Recorded casettes are too fast?

I’ve recently started digitalising old audio tapes, using a cable from my mic out on my stereo to my audio in on my notebook.
Works fine, but I felt like the audio was just a tiny bit too fast and I compared it with some old recordings of the same tapes I still had on CD and there’s about a difference of 2 seconds on every 6 minutes (which is obvious rom the waveforms). So nothing major but it does feel like I’m not getting the audio that’s on the actual tapes this way?
Mind: these are recordings I did with friends as a kid so ‘just getting the CD’ isn’t an option :wink:

Today I also played one of my audacity recordings and the original tape at the same time and noticed even then the audacity one eventually started to get out of sync because it was just the slightest bit faster. I noticed my mic in was set to 48000hz instead of the 44100 the project mentioned but even after changing that there’s still an ever so slight difference and I’m not sure how to fix it? Is it an audacity bug, a soundcard thing, anything else?

Suggestions how to fix already recorded audio without losing much quality would be useful as well, cause I’m not looking forward to recording hours of audio again if it’s not necessary

I’m on Windows 10 and Audacity 2.4.2.

I noticed my mic in was set to 48000hz instead of the 44100 the project

Of course that would create a much bigger error. :wink: But when everything is working normally the hardware, drivers, and software, all communicate so resampling doesn’t cause a problem.
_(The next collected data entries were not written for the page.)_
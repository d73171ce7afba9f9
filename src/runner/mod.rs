//! CLI execution and command dispatch logic.
//!
//! This module keeps `main` minimal by providing a single entry point that
//! loads inputs, calls the library and prints results to a locked stdout.

mod error;
mod input;
mod output;

pub use error::RunnerError;

use std::io::Write;

use anyhow::{Context, Result};
use camino::Utf8Path;
use indexmap::IndexMap;
use serde::Serialize;
use tracing::{debug, info};

use crate::cli::{Cli, Commands, FlagsArgs};
use crate::graph::topologically_sorted;
use crate::ninja::{compute_output_file_name, generate_compile_db_with_ninja};
use crate::spec::TargetSpec;
use crate::toolchain::{Flavor, GeneratorParams, PredefineProber, ToolchainEnv, get_flavor};
use crate::xcode::XcodeSettings;
use input::read_json;
use output::{write_json, write_line};

/// Flags printed by the `flags` command.
#[derive(Debug, Serialize)]
struct FlagsReport {
    cflags: Vec<String>,
    cflags_c: Vec<String>,
    cflags_cc: Vec<String>,
    cflags_objc: Vec<String>,
    cflags_objcc: Vec<String>,
    ldflags: Vec<String>,
    libtool_flags: Vec<String>,
}

/// Execute the parsed [`Cli`] command.
///
/// # Errors
///
/// Returns an error if an input cannot be loaded, the requested operation
/// fails, or stdout cannot be written.
pub fn run(cli: &Cli) -> Result<()> {
    let mut stdout = std::io::stdout().lock();
    run_with(cli, &mut stdout)
}

fn run_with(cli: &Cli, out: &mut impl Write) -> Result<()> {
    match &cli.command {
        Commands::Flavor { flavor } => {
            let params = GeneratorParams {
                flavor: flavor.clone(),
            };
            let detected = get_flavor(&params).context("detect flavor")?;
            write_line(out, detected.as_str())
        }
        Commands::Predefines => {
            let predefines = PredefineProber::new(ToolchainEnv::from_process())
                .probe()
                .context("probe cross-compiler predefines")?;
            write_json(out, &predefines)
        }
        Commands::Order { graph } => handle_order(graph, out),
        Commands::Flags(args) => handle_flags(args, out),
        Commands::OutputName { target, flavor } => {
            handle_output_name(target, flavor.as_deref(), out)
        }
        Commands::Compdb { build_dir } => {
            let entries = generate_compile_db_with_ninja(build_dir)
                .with_context(|| format!("query compile database in {build_dir}"))?;
            info!(count = entries.len(), "collected compile commands");
            write_json(out, &entries)
        }
    }
}

fn handle_order(graph_path: &Utf8Path, out: &mut impl Write) -> Result<()> {
    let graph: IndexMap<String, Vec<String>> = read_json(graph_path)?;
    let order = topologically_sorted(graph.keys().cloned(), &|node: &String| {
        graph.get(node).cloned().unwrap_or_default()
    })
    .with_context(|| format!("order nodes of {graph_path}"))?;
    debug!(nodes = order.len(), "ordered graph");
    write_json(out, &order)
}

fn handle_flags(args: &FlagsArgs, out: &mut impl Write) -> Result<()> {
    let spec: TargetSpec = read_json(&args.target)?;
    let env = ToolchainEnv::from_process();
    let settings = XcodeSettings::new(&spec).with_cross_compile(env.crosscompile_requested);
    let configuration = args.configuration.as_str();
    let arch = args.arch.as_deref();
    let report = FlagsReport {
        cflags: settings.get_cflags(configuration, arch)?,
        cflags_c: settings.get_cflags_c(configuration)?,
        cflags_cc: settings.get_cflags_cc(configuration)?,
        cflags_objc: settings.get_cflags_objc(configuration)?,
        cflags_objcc: settings.get_cflags_objcc(configuration)?,
        ldflags: settings.get_ldflags(configuration, &args.product_dir, str::to_owned, arch)?,
        libtool_flags: settings.get_libtool_flags(configuration)?,
    };
    write_json(out, &report)
}

fn handle_output_name(
    target: &Utf8Path,
    flavor: Option<&str>,
    out: &mut impl Write,
) -> Result<()> {
    let spec: TargetSpec = read_json(target)?;
    let resolved = match flavor {
        Some(name) => Flavor::from(name),
        None => get_flavor(&GeneratorParams::default()).context("detect flavor")?,
    };
    let name = compute_output_file_name(&spec, &spec.target_type, &resolved)?;
    write_line(out, &name)
}
#![forbid(unsafe_code)]

//! Environment variable names shared across shikumi crates (library, tests,
//! and helpers).
//!
//! The library never reads these ambiently inside its core; the boundary
//! adapters snapshot them into explicit configuration structs.

/// Environment variable override for the Ninja executable.
///
/// # Examples
///
/// ```
/// use shikumi_env::NINJA_ENV;
/// assert_eq!(NINJA_ENV, "SHIKUMI_NINJA");
/// ```
pub const NINJA_ENV: &str = "SHIKUMI_NINJA";

/// Requests cross-compilation explicitly, suppressing host architecture flags.
pub const CROSSCOMPILE_ENV: &str = "SHIKUMI_CROSSCOMPILE";

/// C compiler for the target platform.
pub const CC_TARGET_ENV: &str = "CC_target";

/// Generic C compiler, consulted when no target compiler is set.
pub const CC_ENV: &str = "CC";

/// Extra C compiler flags appended to the probed command.
pub const CFLAGS_ENV: &str = "CFLAGS";

/// C++ compiler for the target platform.
pub const CXX_TARGET_ENV: &str = "CXX_target";

/// Generic C++ compiler, consulted when no C compiler is set.
pub const CXX_ENV: &str = "CXX";

/// Extra C++ compiler flags appended to the probed command.
pub const CXXFLAGS_ENV: &str = "CXXFLAGS";

/// C compiler for the host platform.
pub const CC_HOST_ENV: &str = "CC_host";

/// C++ compiler for the host platform.
pub const CXX_HOST_ENV: &str = "CXX_host";

/// Variables whose presence signals a cross-compiling build.
pub const CROSSCOMPILE_SIGNALS: &[&str] = &[
    CROSSCOMPILE_ENV,
    CC_HOST_ENV,
    CXX_HOST_ENV,
    CC_TARGET_ENV,
    CXX_TARGET_ENV,
];
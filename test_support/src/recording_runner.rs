//! A [`ProcessRunner`] double that records invocations.

use std::io;
use std::sync::{Mutex, PoisonError};

use shikumi::toolchain::{Invocation, ProcessOutput, ProcessRunner};

/// Canned result replayed for every invocation.
#[derive(Debug, Clone)]
pub enum Reply {
    /// Exit successfully, printing this text.
    Stdout(String),
    /// Exit with this status and stderr.
    Exit(i32, String),
    /// Fail to launch with this error kind.
    LaunchError(io::ErrorKind),
}

/// Records each [`Invocation`] and answers with a fixed [`Reply`].
#[derive(Debug)]
pub struct RecordingRunner {
    reply: Reply,
    calls: Mutex<Vec<Invocation>>,
}

impl RecordingRunner {
    /// Runner answering every call with `reply`.
    pub fn new(reply: Reply) -> Self {
        Self {
            reply,
            calls: Mutex::new(Vec::new()),
        }
    }

    /// Runner that prints `stdout` and succeeds.
    pub fn printing(stdout: &str) -> Self {
        Self::new(Reply::Stdout(stdout.to_owned()))
    }

    /// Invocations seen so far.
    pub fn calls(&self) -> Vec<Invocation> {
        self.calls
            .lock()
            .unwrap_or_else(PoisonError::into_inner)
            .clone()
    }
}

impl ProcessRunner for RecordingRunner {
    fn run(&self, invocation: &Invocation) -> io::Result<ProcessOutput> {
        self.calls
            .lock()
            .unwrap_or_else(PoisonError::into_inner)
            .push(invocation.clone());
        match &self.reply {
            Reply::Stdout(text) => Ok(ProcessOutput::succeeded(text.as_bytes())),
            Reply::Exit(code, stderr) => Ok(ProcessOutput {
                status: Some(*code),
                success: *code == 0,
                stdout: Vec::new(),
                stderr: stderr.as_bytes().to_vec(),
            }),
            Reply::LaunchError(kind) => Err(io::Error::from(*kind)),
        }
    }
}
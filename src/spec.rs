//! Already-parsed target descriptions.
//!
//! Targets arrive as structured data (JSON on the command line). Only the
//! fields the ordering, flag and naming helpers consult are typed; everything
//! else is preserved in [`Configuration::extra`] and ignored.

use std::borrow::Cow;
use std::fmt;

use indexmap::IndexMap;
use itertools::Itertools;
use serde::{Deserialize, Serialize};

/// Kind of product a target builds.
#[derive(Clone, Debug, PartialEq, Eq, Hash)]
pub enum TargetType {
    /// A linked program.
    Executable,
    /// A dynamically linked library.
    SharedLibrary,
    /// An archive of object files.
    StaticLibrary,
    /// A plugin loaded at runtime.
    LoadableModule,
    /// A target with no linked output.
    None,
    /// Any other type name, kept verbatim.
    Other(String),
}

impl TargetType {
    /// Type name as written in target descriptions.
    #[must_use]
    pub fn as_str(&self) -> &str {
        match self {
            Self::Executable => "executable",
            Self::SharedLibrary => "shared_library",
            Self::StaticLibrary => "static_library",
            Self::LoadableModule => "loadable_module",
            Self::None => "none",
            Self::Other(name) => name,
        }
    }
}

impl From<&str> for TargetType {
    fn from(name: &str) -> Self {
        match name {
            "executable" => Self::Executable,
            "shared_library" => Self::SharedLibrary,
            "static_library" => Self::StaticLibrary,
            "loadable_module" => Self::LoadableModule,
            "none" => Self::None,
            other => Self::Other(other.to_owned()),
        }
    }
}

impl fmt::Display for TargetType {
    fn fmt(&self, f: &mut fmt::Formatter<'_>) -> fmt::Result {
        f.write_str(self.as_str())
    }
}

impl Serialize for TargetType {
    fn serialize<S: serde::Serializer>(&self, serializer: S) -> Result<S::Ok, S::Error> {
        serializer.serialize_str(self.as_str())
    }
}

impl<'de> Deserialize<'de> for TargetType {
    fn deserialize<D: serde::Deserializer<'de>>(deserializer: D) -> Result<Self, D::Error> {
        let name = String::deserialize(deserializer)?;
        Ok(Self::from(name.as_str()))
    }
}

/// Value of a single toolchain setting.
///
/// Anything that is not a scalar or a list, such as a nested mapping or
/// `null`, is kept as [`SettingValue::Other`] and reads as unset.
#[derive(Clone, Debug, PartialEq, Eq, Deserialize, Serialize)]
#[serde(untagged)]
pub enum SettingValue {
    /// A switch; `true` reads as `YES`.
    Bool(bool),
    /// A numeric value such as an optimisation level.
    Number(serde_json::Number),
    /// A scalar string.
    Text(String),
    /// A list of tokens; items without a scalar reading are skipped.
    List(Vec<SettingValue>),
    /// A value no setting interprets.
    Other(serde_json::Value),
}

impl SettingValue {
    /// Scalar reading of the value, or `None` for [`SettingValue::Other`].
    ///
    /// Booleans read as `YES`/`NO`, numbers are stringified and lists are
    /// joined with spaces.
    #[must_use]
    pub fn as_text(&self) -> Option<Cow<'_, str>> {
        match self {
            Self::Bool(true) => Some(Cow::Borrowed("YES")),
            Self::Bool(false) => Some(Cow::Borrowed("NO")),
            Self::Number(number) => Some(Cow::Owned(number.to_string())),
            Self::Text(text) => Some(Cow::Borrowed(text)),
            Self::List(items) => Some(Cow::Owned(
                items.iter().filter_map(Self::as_text).join(" "),
            )),
            Self::Other(_) => None,
        }
    }

    /// List reading of the value.
    ///
    /// Scalar strings are split shell-style; a string with unbalanced quotes
    /// falls back to whitespace splitting.
    #[must_use]
    pub fn as_list(&self) -> Vec<String> {
        match self {
            Self::List(items) => items
                .iter()
                .filter_map(Self::as_text)
                .map(Cow::into_owned)
                .collect(),
            Self::Text(text) => shlex::split(text)
                .unwrap_or_else(|| text.split_whitespace().map(str::to_owned).collect()),
            Self::Bool(_) | Self::Number(_) => self
                .as_text()
                .map(Cow::into_owned)
                .into_iter()
                .collect(),
            Self::Other(_) => Vec::new(),
        }
    }

    /// Whether the value carries no setting a reader understands.
    #[must_use]
    pub const fn is_unrecognised(&self) -> bool {
        matches!(self, Self::Other(_))
    }
}

impl From<&str> for SettingValue {
    fn from(text: &str) -> Self {
        Self::Text(text.to_owned())
    }
}

/// Ordered setting name to value mapping.
pub type Settings = IndexMap<String, SettingValue>;

/// One named build configuration of a target.
#[derive(Clone, Debug, Default, PartialEq, Deserialize, Serialize)]
pub struct Configuration {
    /// Xcode build settings.
    #[serde(default)]
    pub xcode_settings: Settings,
    /// Framework search directories; `$(SDKROOT)` is substituted.
    #[serde(default)]
    pub mac_framework_dirs: Vec<String>,
    /// Keys the helpers do not interpret.
    #[serde(flatten)]
    pub extra: IndexMap<String, serde_json::Value>,
}

impl Configuration {
    /// Configuration with the given Xcode settings.
    #[must_use]
    pub fn with_xcode_settings<I, K, V>(settings: I) -> Self
    where
        I: IntoIterator<Item = (K, V)>,
        K: Into<String>,
        V: Into<SettingValue>,
    {
        Self {
            xcode_settings: settings
                .into_iter()
                .map(|(key, value)| (key.into(), value.into()))
                .collect(),
            ..Self::default()
        }
    }
}

/// A single build target.
#[derive(Clone, Debug, PartialEq, Deserialize, Serialize)]
pub struct TargetSpec {
    /// Target name, unique within its build file.
    pub target_name: String,
    /// Product kind.
    #[serde(rename = "type")]
    pub target_type: TargetType,
    /// Overrides the product's base name.
    #[serde(default, skip_serializing_if = "Option::is_none")]
    pub product_name: Option<String>,
    /// Overrides the platform's default file name prefix.
    #[serde(default, skip_serializing_if = "Option::is_none")]
    pub product_prefix: Option<String>,
    /// Overrides the platform's default extension, without the dot.
    #[serde(default, skip_serializing_if = "Option::is_none")]
    pub product_extension: Option<String>,
    /// Named configurations in declaration order.
    #[serde(default)]
    pub configurations: IndexMap<String, Configuration>,
}

impl TargetSpec {
    /// A target with no overrides and no configurations.
    #[must_use]
    pub fn new(target_name: impl Into<String>, target_type: TargetType) -> Self {
        Self {
            target_name: target_name.into(),
            target_type,
            product_name: None,
            product_prefix: None,
            product_extension: None,
            configurations: IndexMap::new(),
        }
    }

    /// Add or replace a configuration.
    #[must_use]
    pub fn with_configuration(mut self, name: impl Into<String>, config: Configuration) -> Self {
        self.configurations.insert(name.into(), config);
        self
    }
}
Suggestions how to fix already recorded audio without losing much quality would be useful as well

The Change Speed effect is fairly “simple” and you shouldn’t get any artifacts. (When you change speed or pitch independently that’s mathematically more complex and more trouble-prone.)

The speed of the tape machine may be slightly-off or the clock (oscillator) your soundcard (or other device) could be slightly-off. (i.e. the sample rate may not be exactly 48000Hz). A soundcard problem will only show-up if you record on one device and play-back on another. It usually happens when you record with a USB device and then play-back on your regular soundcard or if you record and play back on two different computers.

So if you do use the change speed effect, you may find it easier to specify the Selection Length, rather than try to figure out the multiplier or percent change.